Seminar in GeoInformatics

 

Elevating Spatial Evaluation: Satellite-driven confounder adjustment

Wednesday, September 17, 2025
5:30 PM - 7:30 PM
1028 HN (in-person only)

Presented by
Dr. Luke Sanford
Assistant Professor of Environmental Policy and Governance
Yale School of the Environment

Abstract. Estimating causal effects of geospatial interventions, such as the presence of certain policies, on environmental, development, and conflict outcomes poses significant challenges. Traditional causal inference methods often fail to account for complex, hard-to-measure confounders in these settings. This paper proposes using satellite imagery and machine learning to adjust for confounders using a double machine learning approach. I demonstrate its effectiveness by conducting a Lalonde-style replication of findings from a land tenure Randomized Control Trial in Benin. The satellite double machine learning (S-DML) method recovers RCT treatment effects across multiple outcomes where traditional observational approaches fail. This approach offers several advantages: it leverages free satellite data, provides a computationally efficient way to process imagery, and enables evaluation of historical interventions. The S-DML method has broad potential applications in evaluating environmental policy, conflict, economic growth, and other spatial treatments where confounders may appear in satellite imagery.
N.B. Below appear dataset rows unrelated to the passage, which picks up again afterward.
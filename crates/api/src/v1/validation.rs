//! API v1 DTO validation helpers (shape and limit checks only).

use crate::v1::ApiV1MessageRequestDto;
use notifyhub_shared::{Validate, ValidationError};
use std::fmt;

/// Validation failure details for API v1 DTOs.
#[derive(Debug, Clone, PartialEq, Eq)]
pub struct ApiV1ValidationIssue {
    /// Field name that failed validation.
    pub field: &'static str,
    /// Human-readable validation error message.
    pub message: Box<str>,
}

impl ApiV1ValidationIssue {
    fn new(field: &'static str, message: impl Into<Box<str>>) -> Self {
        Self {
            field,
            message: message.into(),
        }
    }
}

impl fmt::Display for ApiV1ValidationIssue {
    fn fmt(&self, formatter: &mut fmt::Formatter<'_>) -> fmt::Result {
        write!(formatter, "{}: {}", self.field, self.message)
    }
}

impl std::error::Error for ApiV1ValidationIssue {}

impl ValidationError for ApiV1ValidationIssue {
    fn empty(field: &'static str) -> Self {
        Self::new(field, "value must be non-empty")
    }

    fn invalid(field: &'static str, reason: &'static str) -> Self {
        Self::new(field, reason)
    }

    fn out_of_range(field: &'static str, _value: String, min: String, max: String) -> Self {
        Self::new(field, format!("value must be between {min} and {max}"))
    }
}

const MIN_TARGETS: usize = 1;
const MAX_TARGETS: usize = 100;
const MAX_TITLE_CHARS: usize = 200;
const MAX_BODY_CHARS: usize = 4096;

/// Validate a message request DTO: scalar field checks via the derived
/// [`Validate`] impl, plus the length/count limits the derive macro can't
/// express (title/body char counts, target-count range, card payload shape).
pub fn validate_message_request(
    dto: &ApiV1MessageRequestDto,
) -> Result<(), ApiV1ValidationIssue> {
    dto.validate()?;

    if dto.title.chars().count() > MAX_TITLE_CHARS {
        return Err(ApiV1ValidationIssue::out_of_range(
            "title",
            dto.title.chars().count().to_string(),
            "1".to_string(),
            MAX_TITLE_CHARS.to_string(),
        ));
    }
    if dto.body.chars().count() > MAX_BODY_CHARS {
        return Err(ApiV1ValidationIssue::out_of_range(
            "body",
            dto.body.chars().count().to_string(),
            "1".to_string(),
            MAX_BODY_CHARS.to_string(),
        ));
    }
    if dto.targets.len() < MIN_TARGETS || dto.targets.len() > MAX_TARGETS {
        return Err(ApiV1ValidationIssue::out_of_range(
            "targets",
            dto.targets.len().to_string(),
            MIN_TARGETS.to_string(),
            MAX_TARGETS.to_string(),
        ));
    }
    for target in &dto.targets {
        target.validate()?;
    }
    if let crate::v1::ApiV1MessageFormat::Card { payload } = &dto.format {
        if !payload.is_object() {
            return Err(ApiV1ValidationIssue::invalid(
                "format",
                "card payload must be a JSON object",
            ));
        }
    }

    Ok(())
}

#[cfg(test)]
mod tests {
    use super::*;
    use crate::v1::{ApiV1MessageFormat, ApiV1Priority, ApiV1TargetDto};
    use std::collections::BTreeMap;

    fn valid_target() -> ApiV1TargetDto {
        ApiV1TargetDto {
            target_type: "email".to_string(),
            value: "a@example.com".to_string(),
            platform: "smtp".to_string(),
            metadata: BTreeMap::new(),
        }
    }

    fn base_request() -> ApiV1MessageRequestDto {
        ApiV1MessageRequestDto {
            title: "hi".to_string(),
            body: "there".to_string(),
            format: ApiV1MessageFormat::Text,
            priority: ApiV1Priority::Normal,
            targets: vec![valid_target()],
            variables: BTreeMap::new(),
            metadata: BTreeMap::new(),
            platform_data: BTreeMap::new(),
            scheduled_at: None,
        }
    }

    #[test]
    fn accepts_minimal_valid_request() {
        assert!(validate_message_request(&base_request()).is_ok());
    }

    #[test]
    fn rejects_empty_title() {
        let mut request = base_request();
        request.title = String::new();
        assert!(validate_message_request(&request).is_err());
    }

    #[test]
    fn rejects_no_targets() {
        let mut request = base_request();
        request.targets.clear();
        assert!(validate_message_request(&request).is_err());
    }

    #[test]
    fn rejects_too_many_targets() {
        let mut request = base_request();
        request.targets = (0..MAX_TARGETS + 1).map(|_| valid_target()).collect();
        assert!(validate_message_request(&request).is_err());
    }

    #[test]
    fn rejects_non_object_card_payload() {
        let mut request = base_request();
        request.format = ApiV1MessageFormat::Card {
            payload: serde_json::json!([1, 2, 3]),
        };
        assert!(validate_message_request(&request).is_err());
    }
}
About the Speaker. Dr. Sanford is an Assistant Professor of Environmental Policy and Governance at Yale School of the Environment. He graduated in 2021 with a PhD in Political Science and International Affairs from the Political Science department and the School of Global Policy and Strategy. His work focuses on environmental policymaking–especially how political institutions mediate the relationship between the environmental preferences of constituents and the incentives and actions of policymakers. He also studies the distributional consequences over space and time of decisions about natural resources, and how those play into policymaking. Dr. Sanford develops methods for using new sources of digital data, including text and satellite images, to measure individual and group preferences, and to observe outcomes on the ground. He uses those to help understand preferences for different policies and what the effects of those policies are. 

Open to all students, faculty, and staff. RSVP not required.